I need to write a program to decode a string. The original string has been modified by adding, after each vowel (letters ’a’, ’e’, ’i’, ’o’ and ’u’), the letter ’p’ and then that same vowel again.
For example, the word “kemija” becomes “kepemipijapa” and the word “paprika” becomes “papapripikapa”.
vowel = ['a', 'e', 'i', 'o', 'u']
input_word = list(input())
for i in range(len(input_word)):
if input_word[i] in vowel:
input_word.pop(i + 1)
input_word.pop(i + 2)
print(input_word)
The algorithm I had in mind was to detect the index for which the item is a vowel and then remove the following 2 items after this item ,so if input_word[0] == 'e' then the next 2 items (input_word[1], input_word[2]) must be removed from the list. For the sample input zepelepenapa, I get this error message : IndexError: pop index out of range even when I change the for loop to range(len(input_word) - 2) ,again I get this same error.
thanks in advance
The loop will run a number of times equal to the original length of input_word, due to range(len(input_word)). An IndexError will occur if input_word is shortened inside the loop, because the code inside the loop tries to access every element in the original list input_word with the expression input_word[i] (and, for some values of input_word, the if block could even attempt to pop items off the list beyond its original length, due to the (i + 1) and (i + 2)).

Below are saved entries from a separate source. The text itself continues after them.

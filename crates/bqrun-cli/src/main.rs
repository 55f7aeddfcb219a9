use clap::{Parser, Subcommand, ValueEnum};
use colored::Colorize;
use anyhow::{Context, Result};
use std::path::{Path, PathBuf};
use tracing::info;
use tracing_subscriber::{fmt, prelude::*, EnvFilter};

use bqrun_core::{Config, DependencyFact, ExtractorKind, Report, Severity};
use bqrun_dag::{analyze, render, OwnerIndex, Resolver};
use bqrun_make::{MakeInvocation, RuleSynthesizer, RESET_TARGET};
use bqrun_sql::{AlphadagExtractor, FactExtractor, SqlExtractor};

const CONFIG_FILE: &str = "bqrun.toml";

/// bqrun - Run a directory of BigQuery scripts in dependency order
#[derive(Parser)]
#[command(name = "bqrun")]
#[command(author, version, about, long_about = None)]
struct Cli {
    /// Path to config file (default: <dir>/bqrun.toml)
    #[arg(short, long, global = true)]
    config: Option<PathBuf>,

    /// Enable verbose output
    #[arg(short, long, global = true)]
    verbose: bool,

    /// Project directory containing the .sql scripts
    #[arg(short = 'C', long, global = true, default_value = ".")]
    dir: PathBuf,

    /// Fact extractor: builtin, alphadag or alphadag-docker
    #[arg(long, global = true)]
    extractor: Option<ExtractorKind>,

    /// Defaults to `run`
    #[command(subcommand)]
    command: Option<Commands>,
}

#[derive(Subcommand)]
enum Commands {
    /// Generate the makefile and run every stale script
    Run {
        /// Maximum number of scripts run in parallel
        #[arg(short, long)]
        parallel: Option<usize>,

        /// Print what would run without running it
        #[arg(short = 'n', long)]
        dry_run: bool,

        /// Reject circular dependencies before calling make
        #[arg(long)]
        check_cycles: bool,
    },

    /// Remove every completion marker
    Clean,

    /// Render the table graph without running anything
    Graph {
        /// Output file (default: stdout)
        #[arg(short, long)]
        output: Option<PathBuf>,

        /// Output format
        #[arg(long, value_enum, default_value_t = GraphFormat::Dot)]
        format: GraphFormat,

        /// Also write the analysis report as JSON
        #[arg(long)]
        report: Option<PathBuf>,
    },
}

#[derive(Clone, Copy, Debug, PartialEq, Eq, ValueEnum)]
enum GraphFormat {
    Dot,
    Json,
}

#[tokio::main]
async fn main() -> Result<()> {
    let cli = Cli::parse();
    init_tracing(cli.verbose);

    let mut config = load_config(&cli)?;
    if let Some(kind) = cli.extractor {
        config.extractor = kind;
    }

    if cli.verbose {
        eprintln!("{} extractor: {:?}", "Using".cyan(), config.extractor);
    }

    let code = match cli.command {
        None => run_command(&config, &cli.dir, None, false, false).await?,
        Some(Commands::Run { parallel, dry_run, check_cycles }) => {
            run_command(&config, &cli.dir, parallel, dry_run, check_cycles).await?
        }
        Some(Commands::Clean) => clean_command(&config, &cli.dir).await?,
        Some(Commands::Graph { output, format, report }) => {
            graph_command(&config, &cli.dir, output.as_deref(), format, report.as_deref())?
        }
    };

    if code != 0 {
        std::process::exit(code);
    }
    Ok(())
}

fn init_tracing(verbose: bool) {
    let filter = if verbose {
        EnvFilter::new("debug")
    } else {
        EnvFilter::try_from_default_env().unwrap_or_else(|_| EnvFilter::new("warn"))
    };

    tracing_subscriber::registry()
        .with(fmt::layer().with_writer(std::io::stderr))
        .with(filter)
        .init();
}

fn load_config(cli: &Cli) -> Result<Config> {
    if let Some(path) = &cli.config {
        return Config::from_file(path)
            .with_context(|| format!("failed to load config {}", path.display()));
    }

    let default_path = cli.dir.join(CONFIG_FILE);
    if default_path.exists() {
        Config::from_file(&default_path)
            .with_context(|| format!("failed to load config {}", default_path.display()))
    } else {
        if cli.verbose {
            eprintln!("{}", "No config file found, using defaults".yellow());
        }
        Ok(Config::default())
    }
}

fn extract_facts(config: &Config, dir: &Path) -> Result<Vec<DependencyFact>> {
    let facts = match config.extractor {
        ExtractorKind::Builtin => SqlExtractor::new().extract(dir),
        ExtractorKind::Alphadag => AlphadagExtractor::binary().extract(dir),
        ExtractorKind::AlphadagDocker => {
            AlphadagExtractor::docker(config.alphadag_image.as_str()).extract(dir)
        }
    };

    let facts = facts.context("dependency extraction failed")?;
    info!(extractor = ?config.extractor, facts = facts.len(), "extracted dependencies");
    Ok(facts)
}

/// Run command - extract, resolve, write the makefile and hand off to make
async fn run_command(
    config: &Config,
    dir: &Path,
    parallel: Option<usize>,
    dry_run: bool,
    check_cycles: bool,
) -> Result<i32> {
    let facts = extract_facts(config, dir)?;
    let resolver = Resolver::new(facts).context("dependency resolution failed")?;
    let graph = resolver.graph().context("dependency resolution failed")?;

    info!(origins = graph.len(), "resolved dependencies");

    if check_cycles || config.check_cycles {
        graph.check_acyclic()?;
        info!("no circular dependencies");
    }

    let makefile = dir.join(&config.makefile);
    RuleSynthesizer::from_config(config)
        .merge_into_file(&graph, &makefile, &config.sentinel)
        .with_context(|| format!("failed to write {}", makefile.display()))?;

    eprintln!(
        "{} {} rules to {}",
        "Wrote".green(),
        graph.len(),
        makefile.display()
    );

    let code = MakeInvocation::new(config.make_command.as_str(), config.makefile.as_str())
        .jobs(parallel.unwrap_or(config.parallel))
        .dry_run(dry_run)
        .run(dir)
        .await?;

    info!(code, "make finished");
    Ok(code)
}

/// Clean command - reset completion state
async fn clean_command(config: &Config, dir: &Path) -> Result<i32> {
    let makefile = dir.join(&config.makefile);
    if !makefile.exists() {
        anyhow::bail!("{} not found, nothing to clean", makefile.display());
    }

    let code = MakeInvocation::new(config.make_command.as_str(), config.makefile.as_str())
        .target(RESET_TARGET)
        .run(dir)
        .await?;

    Ok(code)
}

/// Graph command - render and analyze without running anything
fn graph_command(
    config: &Config,
    dir: &Path,
    output: Option<&Path>,
    format: GraphFormat,
    report_path: Option<&Path>,
) -> Result<i32> {
    let facts = extract_facts(config, dir)?;

    // rendering tolerates duplicate owners; the report flags them instead
    let owners = OwnerIndex::from_facts(&facts);
    let rendered = render(&facts, &owners);
    info!(nodes = rendered.nodes.len(), edges = rendered.edges.len(), "rendered graph");

    let text = match format {
        GraphFormat::Dot => rendered.to_dot(),
        GraphFormat::Json => rendered.to_json()?,
    };

    match output {
        Some(path) => std::fs::write(path, text)
            .with_context(|| format!("failed to write {}", path.display()))?,
        None => print!("{}", text),
    }

    let report = Report::from_diagnostics(analyze(&facts))
        .with_counts(facts.len(), rendered.nodes.len());

    if let Some(path) = report_path {
        report
            .save_to_file(path)
            .with_context(|| format!("failed to write {}", path.display()))?;
    }

    // keep stdout clean for the graph itself
    if output.is_some() || report_path.is_some() {
        print_report_summary(&report);
    }

    Ok(if report.has_errors() { 1 } else { 0 })
}

fn print_report_summary(report: &Report) {
    println!("\n{}", "=".repeat(60).bright_blue());
    println!("{}", "Dependency Graph Report".bold().bright_blue());
    println!("{}", "=".repeat(60).bright_blue());
    println!();

    println!("Scripts: {}", report.summary.origins);
    println!("Tables:  {}", report.summary.tables);
    println!();

    println!("{}", "Summary:".bold());
    println!("  Total diagnostics: {}", report.summary.total);

    if report.summary.errors > 0 {
        println!("  Errors:   {}", format!("{}", report.summary.errors).red().bold());
    } else {
        println!("  Errors:   {}", format!("{}", report.summary.errors).green());
    }

    if report.summary.warnings > 0 {
        println!("  Warnings: {}", format!("{}", report.summary.warnings).yellow());
    } else {
        println!("  Warnings: {}", format!("{}", report.summary.warnings).green());
    }

    println!("  Info:     {}", report.summary.info);
    println!();

    if report.diagnostics.iter().all(|d| d.severity == Severity::Info) {
        println!("{}", "✓ Graph is ready to run".green().bold());
    }

    for diag in &report.diagnostics {
        let severity_str = match diag.severity {
            Severity::Error => "ERROR".red().bold(),
            Severity::Warn => "WARN".yellow().bold(),
            Severity::Info => "INFO".cyan(),
        };
        println!("  [{}] {}: {}", severity_str, diag.code, diag.message);
    }

    println!("{}", "=".repeat(60).bright_blue());
}

#[cfg(test)]
mod tests {
    use super::*;

    #[test]
    fn verify_cli() {
        use clap::CommandFactory;
        Cli::command().debug_assert();
    }

    #[test]
    fn run_is_the_default_command() {
        let cli = Cli::try_parse_from(["bqrun"]).unwrap();
        assert!(cli.command.is_none());
        assert_eq!(cli.dir, PathBuf::from("."));
    }

    #[test]
    fn run_flags() {
        let cli = Cli::try_parse_from(["bqrun", "-C", "sql", "run", "-p", "4", "-n"]).unwrap();
        match cli.command {
            Some(Commands::Run { parallel, dry_run, check_cycles }) => {
                assert_eq!(parallel, Some(4));
                assert!(dry_run);
                assert!(!check_cycles);
            }
            _ => panic!("expected run"),
        }
        assert_eq!(cli.dir, PathBuf::from("sql"));
    }

    #[test]
    fn extractor_override() {
        let cli = Cli::try_parse_from(["bqrun", "--extractor", "alphadag-docker", "graph"]).unwrap();
        assert_eq!(cli.extractor, Some(ExtractorKind::AlphadagDocker));
        assert!(Cli::try_parse_from(["bqrun", "--extractor", "nope"]).is_err());
    }

    #[test]
    fn graph_format() {
        let cli = Cli::try_parse_from(["bqrun", "graph", "--format", "json", "-o", "g.json"]).unwrap();
        match cli.command {
            Some(Commands::Graph { format, output, report }) => {
                assert_eq!(format, GraphFormat::Json);
                assert_eq!(output, Some(PathBuf::from("g.json")));
                assert!(report.is_none());
            }
            _ => panic!("expected graph"),
        }
    }
}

Hardcoding the loop definition with a specific number like 2, e.g. with range(len(input_word) - 2), to make it run fewer times to account for removed letters isn't a general solution, because the number of letters to be removed is initially unknown (it could be 0, 2, 4, ...).
Here are a couple of possible solutions:
Instead of removing items from input_word, create a new list output_word and add letters to it if they meet the criteria. Use a helper list skip_these_indices to keep track of indices that should be "removed" from input_word so they can be skipped when building up the new list output_word:
vowel = ['a', 'e', 'i', 'o', 'u']
input_word = list("zepelepenapa")
output_word = []
skip_these_indices = []
for i in range(len(input_word)):
# if letter 'i' shouldn't be skipped, add it to output_word
if i not in skip_these_indices:
output_word.append(input_word[i])
# check whether to skip the next two letters after 'i'
if input_word[i] in vowel:
skip_these_indices.append(i + 1)
skip_these_indices.append(i + 2)
print(skip_these_indices) # [2, 3, 6, 7, 10, 11]
print(output_word) # ['z', 'e', 'l', 'e', 'n', 'a']
print(''.join(output_word)) # zelena
Alternatively, use two loops. The first loop will keep track of which letters should be removed in a list called remove_these_indices. The second loop will remove them from input_word:
vowel = ['a', 'e', 'i', 'o', 'u']
input_word = list("zepelepenapa")
remove_these_indices = []
# loop 1 -- find letters to remove
for i in range(len(input_word)):
# if letter 'i' isn't already marked for removal,
# check whether we should remove the next two letters
if i not in remove_these_indices:
if input_word[i] in vowel:
remove_these_indices.append(i + 1)
remove_these_indices.append(i + 2)
# loop 2 -- remove the letters (pop in reverse to avoid IndexError)
for i in reversed(remove_these_indices):
# if input_word has a vowel in the last two positions,
# without a "p" and the same vowel after it,
# which it shouldn't based on the algorithm you
# described for generating the coded word,
# this 'if' statement will avoid popping
# elements that don't exist
if i < len(input_word):
input_word.pop(i)
print(remove_these_indices) # [2, 3, 6, 7, 10, 11]
print(input_word) # ['z', 'e', 'l', 'e', 'n', 'a']
print(''.join(input_word)) # zelena
pop() removes an item at the given position in the list and returns it. This alters the list in place.
For example if I have:
my_list = [1,2,3,4]
n = my_list.pop()
will return n = 4 in this instance. If I was to print my_list after this operation it would return [1,2,3]. So the length of the list will change every time pop() is used. That is why you are getting IndexError: pop index out of range.
So to solve this we should avoid using pop() since it's really not needed in this situation. The following will work:
word = 'kemija'
vowels = ['a', 'e', 'i', 'o', 'u']
new_word = []
for w in word:
if w in vowels:
new_word.extend([w,'p',w])
# alternatively you could use .append() over .extend() but would need more lines:
# new_word.append(w)
# new_word.append('p')
# new_word.append(w)
else:
new_word.append(w)
decoded_word = ''.join(new_word)
print(decoded_word)
I am trying to find a way to insert all elements from a list every nth element of another. There are several post similar but they are for single elements of a list to another list. What I am trying to figure out is taking the following list:
l1 = ["a","b"]
l2 = ["j","k","l","m","n","o","p","q","r","s","t"u"]
And outputting them together:
["j","k","l","a","b","m","n","o","a","b","p","q","r","a","b","s","t","u"]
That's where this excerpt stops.